[WHAT NEEDS TO BE DONE]: The answer must be an exact copy of every record below.

______________________________

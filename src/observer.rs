use std::cell::RefCell;
use std::io::Write;

use serde::Serialize;

#[derive(Debug, Clone, Copy, PartialEq, Eq, Serialize)]
#[serde(rename_all = "lowercase")]
pub enum Level {
    Info,
    Warn,
    Error,
}

/// Everything the pipeline reports while it runs.
#[derive(Debug, Clone, PartialEq, Serialize)]
#[serde(tag = "event", rename_all = "snake_case")]
pub enum Event {
    Uploaded { source: String, path: String, bytes: usize },
    SplitPlanned { source: String, pages: usize, chunks: Vec<Vec<usize>> },
    BillingCheckFailed { source: String, page: usize, message: String },
    OcrPreview { unit: String, text: String },
    OcrFailed { unit: String, message: String },
    DumpFailed { unit: String, path: String, message: String },
    ChecksumFailed { unit: String, message: String },
    Renamed { unit: String, output: String, reference: Option<String> },
    UnitFailed { unit: String, stage: String, message: String },
    Progress { done: usize, total: usize },
    Archived { path: String, entries: usize },
    Finished { renamed: usize, unresolved: usize, failed: usize },
}

impl Event {
    pub fn level(&self) -> Level {
        match self {
            Event::BillingCheckFailed { .. }
            | Event::OcrFailed { .. }
            | Event::DumpFailed { .. }
            | Event::ChecksumFailed { .. } => Level::Warn,
            Event::UnitFailed { .. } => Level::Error,
            _ => Level::Info,
        }
    }
}

/// Sink for pipeline events. Keeps UI and diagnostics out of the core logic.
pub trait Observer {
    fn notify(&self, event: &Event);
}

/// Writes one JSON object per event to stderr.
#[derive(Debug, Default)]
pub struct JsonLinesObserver {
    pub quiet: bool,
}

impl JsonLinesObserver {
    pub fn new(quiet: bool) -> Self {
        Self { quiet }
    }
}

impl Observer for JsonLinesObserver {
    fn notify(&self, event: &Event) {
        let level = event.level();
        if self.quiet && level == Level::Info {
            return;
        }
        let mut value = match serde_json::to_value(event) {
            Ok(v) => v,
            Err(_) => return,
        };
        if let Some(obj) = value.as_object_mut() {
            obj.insert("level".into(), serde_json::json!(level));
        }
        let _ = writeln!(std::io::stderr().lock(), "{}", value);
    }
}

/// Keeps every event in memory; handy for tests and for building summaries.
#[derive(Debug, Default)]
pub struct RecordingObserver {
    events: RefCell<Vec<Event>>,
}

impl RecordingObserver {
    pub fn new() -> Self {
        Self::default()
    }

    pub fn events(&self) -> Vec<Event> {
        self.events.borrow().clone()
    }
}

impl Observer for RecordingObserver {
    fn notify(&self, event: &Event) {
        self.events.borrow_mut().push(event.clone());
    }
}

______________________________

[EXERCISE RESPONSE]:
filename src/observer.rs
use std::cell::RefCell;
use std::io::Write;

use serde::Serialize;

#[derive(Debug, Clone, Copy, PartialEq, Eq, Serialize)]
#[serde(rename_all = "lowercase")]
pub enum Level {
    Info,
    Warn,
    Error,
}

/// Everything the pipeline reports while it runs.
#[derive(Debug, Clone, PartialEq, Serialize)]
#[serde(tag = "event", rename_all = "snake_case")]
pub enum Event {
    Uploaded { source: String, path: String, bytes: usize },
    SplitPlanned { source: String, pages: usize, chunks: Vec<Vec<usize>> },
    BillingCheckFailed { source: String, page: usize, message: String },
    OcrPreview { unit: String, text: String },
    OcrFailed { unit: String, message: String },
    DumpFailed { unit: String, path: String, message: String },
    ChecksumFailed { unit: String, message: String },
    Renamed { unit: String, output: String, reference: Option<String> },
    UnitFailed { unit: String, stage: String, message: String },
    Progress { done: usize, total: usize },
    Archived { path: String, entries: usize },
    Finished { renamed: usize, unresolved: usize, failed: usize },
}

impl Event {
    pub fn level(&self) -> Level {
        match self {
            Event::BillingCheckFailed { .. }
            | Event::OcrFailed { .. }
            | Event::DumpFailed { .. }
            | Event::ChecksumFailed { .. } => Level::Warn,
            Event::UnitFailed { .. } => Level::Error,
            _ => Level::Info,
        }
    }
}

/// Sink for pipeline events. Keeps UI and diagnostics out of the core logic.
pub trait Observer {
    fn notify(&self, event: &Event);
}

/// Writes one JSON object per event to stderr.
#[derive(Debug, Default)]
pub struct JsonLinesObserver {
    pub quiet: bool,
}

impl JsonLinesObserver {
    pub fn new(quiet: bool) -> Self {
        Self { quiet }
    }
}

impl Observer for JsonLinesObserver {
    fn notify(&self, event: &Event) {
        let level = event.level();
        if self.quiet && level == Level::Info {
            return;
        }
        let mut value = match serde_json::to_value(event) {
            Ok(v) => v,
            Err(_) => return,
        };
        if let Some(obj) = value.as_object_mut() {
            obj.insert("level".into(), serde_json::json!(level));
        }
        let _ = writeln!(std::io::stderr().lock(), "{}", value);
    }
}

/// Keeps every event in memory; handy for tests and for building summaries.
#[derive(Debug, Default)]
pub struct RecordingObserver {
    events: RefCell<Vec<Event>>,
}

impl RecordingObserver {
    pub fn new() -> Self {
        Self::default()
    }

    pub fn events(&self) -> Vec<Event> {
        self.events.borrow().clone()
    }
}

impl Observer for RecordingObserver {
    fn notify(&self, event: &Event) {
        self.events.borrow_mut().push(event.clone());
    }
}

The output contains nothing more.